Just a thought about the warning and consequences thing. I totally agree that definite consequences for unnaceptable behaviour are necessary and need to be followed through every time. If it is hormones and mood swings though, he most likely isn't even aware he's doing it, in which case, a warning to change his attitude probably isn't going to work, effectively setting him up to fail every time. Then it becomes a circular problem: negative attitude = negative consequence = negative attitude = negative consequence.
I can still remember my Mum going off at me and having absolutely no idea what I'd done/said that was so heinous. Thinking back I was a stroppy, rude little madam, but at the time I genuinely thought she was the one being unreasonable and that I had no case to answer, as it were.
I was just wondering if breaking it down into a more specific warning, explaining exactly what he's done wrong, why it was unacceptable and what the consequences for repetition would be might work better.
"you are in one of those moods right now and youve got the choice whether to continue with it or you can change things around now" doesn't actually explain exactly what you are angry about, which I know is difficult when its general attitude, but I know when I have PMT for example, warning me not to be a huge bad tempered grouch is never going to work. Whereas if someone said, "when you did x, it really hurt my feelings" I might think twice and stop myself before doing it again.

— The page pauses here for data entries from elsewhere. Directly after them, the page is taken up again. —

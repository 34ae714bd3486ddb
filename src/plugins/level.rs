use crate::components::{Block, Collider, CollisionMask, Object, Position};
use crate::config::GameConfig;
use crate::level::{LevelData, SpawnPoint};
use crate::plugins::assets::BlockTexture;
use bevy::app::AppExit;
use bevy::prelude::*;
use std::fs;
use std::path::Path;

/// Draw order of terrain blocks
pub const BLOCK_Z: f32 = 0.0;

/// Resource holding the level being played
#[derive(Resource, Clone, Debug)]
pub struct CurrentLevel {
    pub level_data: LevelData,
}

/// Plugin for level loading and block spawning
pub struct LevelPlugin;

impl Plugin for LevelPlugin {
    fn build(&self, app: &mut App) {
        app.add_systems(PreStartup, load_level_system)
            .add_systems(Startup, spawn_level_system);
    }
}

/// Load level from JSON file
pub fn load_level_from_file(path: &Path) -> Result<LevelData, LevelLoadError> {
    // Check if file exists
    if !path.exists() {
        return Err(LevelLoadError::FileNotFound(path.display().to_string()));
    }

    // Read file contents
    let contents = fs::read_to_string(path)
        .map_err(|e| LevelLoadError::IoError(path.display().to_string(), e.to_string()))?;

    // Parse JSON
    let level_data: LevelData = serde_json::from_str(&contents)
        .map_err(|e| LevelLoadError::ParseError(path.display().to_string(), e.to_string()))?;

    // Validate level data
    validate_level_data(&level_data)?;

    Ok(level_data)
}

/// Validate level data for required fields and valid values
fn validate_level_data(level: &LevelData) -> Result<(), LevelLoadError> {
    if level.id.is_empty() {
        return Err(LevelLoadError::ValidationError(
            "Level ID cannot be empty".to_string(),
        ));
    }

    if !level.spawn_point.x.is_finite() || !level.spawn_point.y.is_finite() {
        return Err(LevelLoadError::ValidationError(
            "Spawn point must be finite".to_string(),
        ));
    }

    // Every block needs a real position
    for (i, block) in level.blocks.iter().enumerate() {
        if !block.x.is_finite() || !block.y.is_finite() {
            return Err(LevelLoadError::ValidationError(format!(
                "Block {} has an invalid position",
                i
            )));
        }
    }

    Ok(())
}

/// Level named by the config, or the built-in layout
pub fn resolve_level(config: &GameConfig) -> Result<LevelData, LevelLoadError> {
    match &config.level {
        Some(path) => load_level_from_file(path),
        // No level file configured, use the built-in layout
        None => {
            let (x, y) = config.player_start;
            Ok(LevelData::starter(
                config.width,
                config.height,
                config.block_size,
                SpawnPoint { x, y },
            ))
        }
    }
}

/// Spawn one block entity per level block. Without a texture the blocks are
/// invisible solid rectangles.
pub fn spawn_level_entities(
    commands: &mut Commands,
    level: &LevelData,
    block_size: f32,
    texture: Option<&BlockTexture>,
) {
    for block in &level.blocks {
        let mut entity = commands.spawn((
            Object::new(block.name.clone()),
            Block,
            Position::new(block.x, block.y),
            Collider::new(block_size, block_size),
        ));

        if let Some(texture) = texture {
            entity.insert((
                CollisionMask(texture.mask.clone()),
                SpriteBundle {
                    texture: texture.texture.clone(),
                    transform: Transform::from_xyz(0.0, 0.0, BLOCK_Z),
                    ..default()
                },
            ));
        }
    }
}

fn load_level_system(
    mut commands: Commands,
    config: Res<GameConfig>,
    mut exit: EventWriter<AppExit>,
) {
    match resolve_level(&config) {
        Ok(level_data) => {
            info!(
                "Loaded level {} with {} blocks",
                level_data.id,
                level_data.blocks.len()
            );
            commands.insert_resource(CurrentLevel { level_data });
        }
        Err(e) => {
            error!("Failed to load level: {}", e);
            exit.send(AppExit);
        }
    }
}

fn spawn_level_system(
    mut commands: Commands,
    config: Res<GameConfig>,
    level: Option<Res<CurrentLevel>>,
    texture: Option<Res<BlockTexture>>,
) {
    let Some(level) = level else {
        return;
    };
    spawn_level_entities(
        &mut commands,
        &level.level_data,
        config.block_size as f32,
        texture.as_deref(),
    );
}

/// Level loading errors
#[derive(Debug, Clone, PartialEq)]
pub enum LevelLoadError {
    FileNotFound(String),
    IoError(String, String),
    ParseError(String, String),
    ValidationError(String),
}

impl std::fmt::Display for LevelLoadError {
    fn fmt(&self, f: &mut std::fmt::Formatter<'_>) -> std::fmt::Result {
        match self {
            LevelLoadError::FileNotFound(path) => write!(f, "Level file not found: {}", path),
            LevelLoadError::IoError(path, err) => {
                write!(f, "IO error reading level file {}: {}", path, err)
            }
            LevelLoadError::ParseError(path, err) => {
                write!(f, "Failed to parse level file {}: {}", path, err)
            }
            LevelLoadError::ValidationError(msg) => write!(f, "Level validation error: {}", msg),
        }
    }
}

impl std::error::Error for LevelLoadError {}
use bevy::prelude::*;
use bevy::window::WindowResolution;
use ninja_frog::config::{ConfigError, GameConfig};
use ninja_frog::plugins::{
    AnimationPlugin, CameraPlugin, GameAssetsPlugin, LevelPlugin, PhysicsPlugin, PlayerPlugin,
};

const CONFIG_PATH: &str = "config.json";

fn main() -> Result<(), ConfigError> {
    let config = GameConfig::load(CONFIG_PATH)?;

    App::new()
        .add_plugins(
            DefaultPlugins
                .set(WindowPlugin {
                    primary_window: Some(Window {
                        title: config.title.clone(),
                        resolution: WindowResolution::new(
                            config.width as f32,
                            config.height as f32,
                        ),
                        resizable: false,
                        ..default()
                    }),
                    ..default()
                })
                .set(ImagePlugin::default_nearest()),
        )
        // Physics reads the tick rate from the config while building
        .insert_resource(config)
        .add_plugins(GameAssetsPlugin)
        .add_plugins(LevelPlugin)
        .add_plugins(PlayerPlugin)
        .add_plugins(PhysicsPlugin)
        .add_plugins(AnimationPlugin)
        .add_plugins(CameraPlugin)
        .run();

    Ok(())
}
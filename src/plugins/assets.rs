use crate::assets::{
    load_background, load_block, load_sprite_sheets, AssetLoadError, Background, SpriteSheets,
};
use crate::config::GameConfig;
use crate::mask::Mask;
use bevy::app::AppExit;
use bevy::prelude::*;
use bevy::render::render_resource::{Extent3d, TextureDimension, TextureFormat};
use image::RgbaImage;
use std::collections::BTreeMap;

/// Directory under the assets root holding character sprite sheets
pub const CHARACTERS_DIR: &str = "MainCharacters";

/// One animation frame: texture plus its collision mask
#[derive(Clone, Debug)]
pub struct SpriteFrame {
    pub texture: Handle<Image>,
    pub mask: Mask,
}

impl SpriteFrame {
    pub fn size(&self) -> Vec2 {
        self.mask.size().as_vec2()
    }
}

/// Player animation frames keyed by sheet name
#[derive(Resource, Clone, Debug, Default)]
pub struct SpriteLibrary {
    pub sheets: BTreeMap<String, Vec<SpriteFrame>>,
}

impl SpriteLibrary {
    pub fn frames(&self, key: &str) -> Option<&[SpriteFrame]> {
        self.sheets
            .get(key)
            .map(Vec::as_slice)
            .filter(|frames| !frames.is_empty())
    }
}

/// Terrain block texture shared by every block
#[derive(Resource, Clone, Debug)]
pub struct BlockTexture {
    pub texture: Handle<Image>,
    pub mask: Mask,
}

/// Background texture and the screen tiles it is drawn at
#[derive(Resource, Clone, Debug)]
pub struct BackgroundTexture {
    pub texture: Handle<Image>,
    pub size: Vec2,
    pub tiles: Vec<IVec2>,
}

/// Everything decoded from disk before any texture exists
pub struct LoadedAssets {
    pub sheets: SpriteSheets,
    pub background: Background,
    pub block: RgbaImage,
}

impl LoadedAssets {
    pub fn load(config: &GameConfig) -> Result<Self, AssetLoadError> {
        let root = config.assets_dir.as_path();
        let sheets = load_sprite_sheets(
            root,
            CHARACTERS_DIR,
            &config.character,
            config.sprite_width,
            config.sprite_height,
            true,
        )?;
        let background = load_background(root, &config.background, config.width, config.height)?;
        let block = load_block(root, config.block_size)?;

        Ok(Self {
            sheets,
            background,
            block,
        })
    }

    /// Upload images as textures and build the game resources
    pub fn install(
        self,
        images: &mut Assets<Image>,
    ) -> (SpriteLibrary, BlockTexture, BackgroundTexture) {
        let sheets = self
            .sheets
            .into_iter()
            .map(|(name, frames)| {
                let frames = frames
                    .into_iter()
                    .map(|frame| SpriteFrame {
                        mask: Mask::from_image(&frame),
                        texture: images.add(texture_from_rgba(frame)),
                    })
                    .collect();
                (name, frames)
            })
            .collect();

        let block = BlockTexture {
            mask: Mask::from_image(&self.block),
            texture: images.add(texture_from_rgba(self.block)),
        };

        let background_size = Vec2::new(
            self.background.image.width() as f32,
            self.background.image.height() as f32,
        );
        let background = BackgroundTexture {
            texture: images.add(texture_from_rgba(self.background.image)),
            size: background_size,
            tiles: self.background.tiles,
        };

        (SpriteLibrary { sheets }, block, background)
    }
}

/// Wrap decoded RGBA pixels in a bevy texture
pub fn texture_from_rgba(image: RgbaImage) -> Image {
    let (width, height) = image.dimensions();
    Image::new(
        Extent3d {
            width,
            height,
            depth_or_array_layers: 1,
        },
        TextureDimension::D2,
        image.into_raw(),
        TextureFormat::Rgba8UnormSrgb,
    )
}

/// Plugin that decodes the game's images before anything is spawned
pub struct GameAssetsPlugin;

impl Plugin for GameAssetsPlugin {
    fn build(&self, app: &mut App) {
        app.add_systems(PreStartup, load_game_assets_system);
    }
}

/// Decode assets and install them; a failure ends the game
fn load_game_assets_system(
    mut commands: Commands,
    config: Res<GameConfig>,
    mut images: ResMut<Assets<Image>>,
    mut exit: EventWriter<AppExit>,
) {
    match LoadedAssets::load(&config) {
        Ok(loaded) => {
            let (library, block, background) = loaded.install(&mut images);
            info!(
                "Loaded {} sprite sheets from {}",
                library.sheets.len(),
                config.assets_dir.display()
            );
            commands.insert_resource(library);
            commands.insert_resource(block);
            commands.insert_resource(background);
        }
        Err(e) => {
            error!("Failed to load assets: {}", e);
            exit.send(AppExit);
        }
    }
}

#[cfg(test)]
mod tests {
    use super::*;
    use image::Rgba;
    use std::fs;
    use std::path::Path;
    use tempfile::TempDir;

    fn write_assets(root: &Path) {
        let character = root.join(CHARACTERS_DIR).join("NinjaFrog");
        fs::create_dir_all(&character).unwrap();
        RgbaImage::from_pixel(64, 32, Rgba([0, 255, 0, 255]))
            .save(character.join("idle.png"))
            .unwrap();

        fs::create_dir_all(root.join("Terrain")).unwrap();
        RgbaImage::from_pixel(192, 96, Rgba([120, 80, 40, 255]))
            .save(root.join("Terrain").join("Terrain.png"))
            .unwrap();

        fs::create_dir_all(root.join("Background")).unwrap();
        RgbaImage::from_pixel(64, 64, Rgba([0, 0, 255, 255]))
            .save(root.join("Background").join("Blue.png"))
            .unwrap();
    }

    fn test_app(config: GameConfig) -> App {
        let mut app = App::new();
        app.add_plugins(MinimalPlugins)
            .init_resource::<Assets<Image>>()
            .insert_resource(config)
            .add_plugins(GameAssetsPlugin);
        app
    }

    #[test]
    fn test_texture_from_rgba_keeps_size() {
        let texture = texture_from_rgba(RgbaImage::new(8, 4));
        assert_eq!(texture.texture_descriptor.size.width, 8);
        assert_eq!(texture.texture_descriptor.size.height, 4);
        assert_eq!(texture.data.len(), 8 * 4 * 4);
    }

    #[test]
    fn test_library_skips_empty_sheets() {
        let mut library = SpriteLibrary::default();
        library.sheets.insert("idle_left".to_string(), Vec::new());
        assert!(library.frames("idle_left").is_none());
        assert!(library.frames("run_left").is_none());
    }

    #[test]
    fn test_assets_installed_on_startup() {
        let root = TempDir::new().unwrap();
        write_assets(root.path());

        let mut app = test_app(GameConfig {
            assets_dir: root.path().to_path_buf(),
            ..Default::default()
        });
        app.update();

        let library = app.world.resource::<SpriteLibrary>();
        let idle = library.frames("idle_right").unwrap();
        assert_eq!(idle.len(), 2);
        assert_eq!(idle[0].size(), Vec2::new(64.0, 64.0));
        assert_eq!(idle[0].mask.count(), 64 * 64);
        assert!(library.frames("idle_left").is_some());

        let block = app.world.resource::<BlockTexture>();
        assert_eq!(block.mask.size(), UVec2::new(96, 96));

        let background = app.world.resource::<BackgroundTexture>();
        assert_eq!(background.tiles.len(), 130);
        assert_eq!(background.size, Vec2::new(64.0, 64.0));
    }

    #[test]
    fn test_missing_assets_request_exit() {
        let root = TempDir::new().unwrap();

        let mut app = test_app(GameConfig {
            assets_dir: root.path().to_path_buf(),
            ..Default::default()
        });
        app.update();

        assert!(app.world.get_resource::<SpriteLibrary>().is_none());
        assert_eq!(app.world.resource::<Events<AppExit>>().len(), 1);
    }
}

I suppose its a similar thing to the 'get your stuff ready'. He doesn't wholly understand what the problem is - so he can't even try to fix the behaviour, iyswim.
It maybe sounds a bit 'touchy feely' but could you pick a time when he is calmer to discuss it with him and come up with a list of things you simply won't tolerate and will therefore incur consequences for him?
Also is there any way you can think of to reward his behaviour when he gets it right? Would a "thank you ds, that was really polite" or "well done for not getting angry about x" work?
Working on behavioural theory, reward is a far more powerful motivator than consequence.
Anyway, as I said these are just my thoughts and I could well be totally wrong, as my eldest is only 9. I am seriously dreading the arrival of his teenage hormones and I do know that hormones can render all logic and common sense completely useless on occasion. You have my sympathies.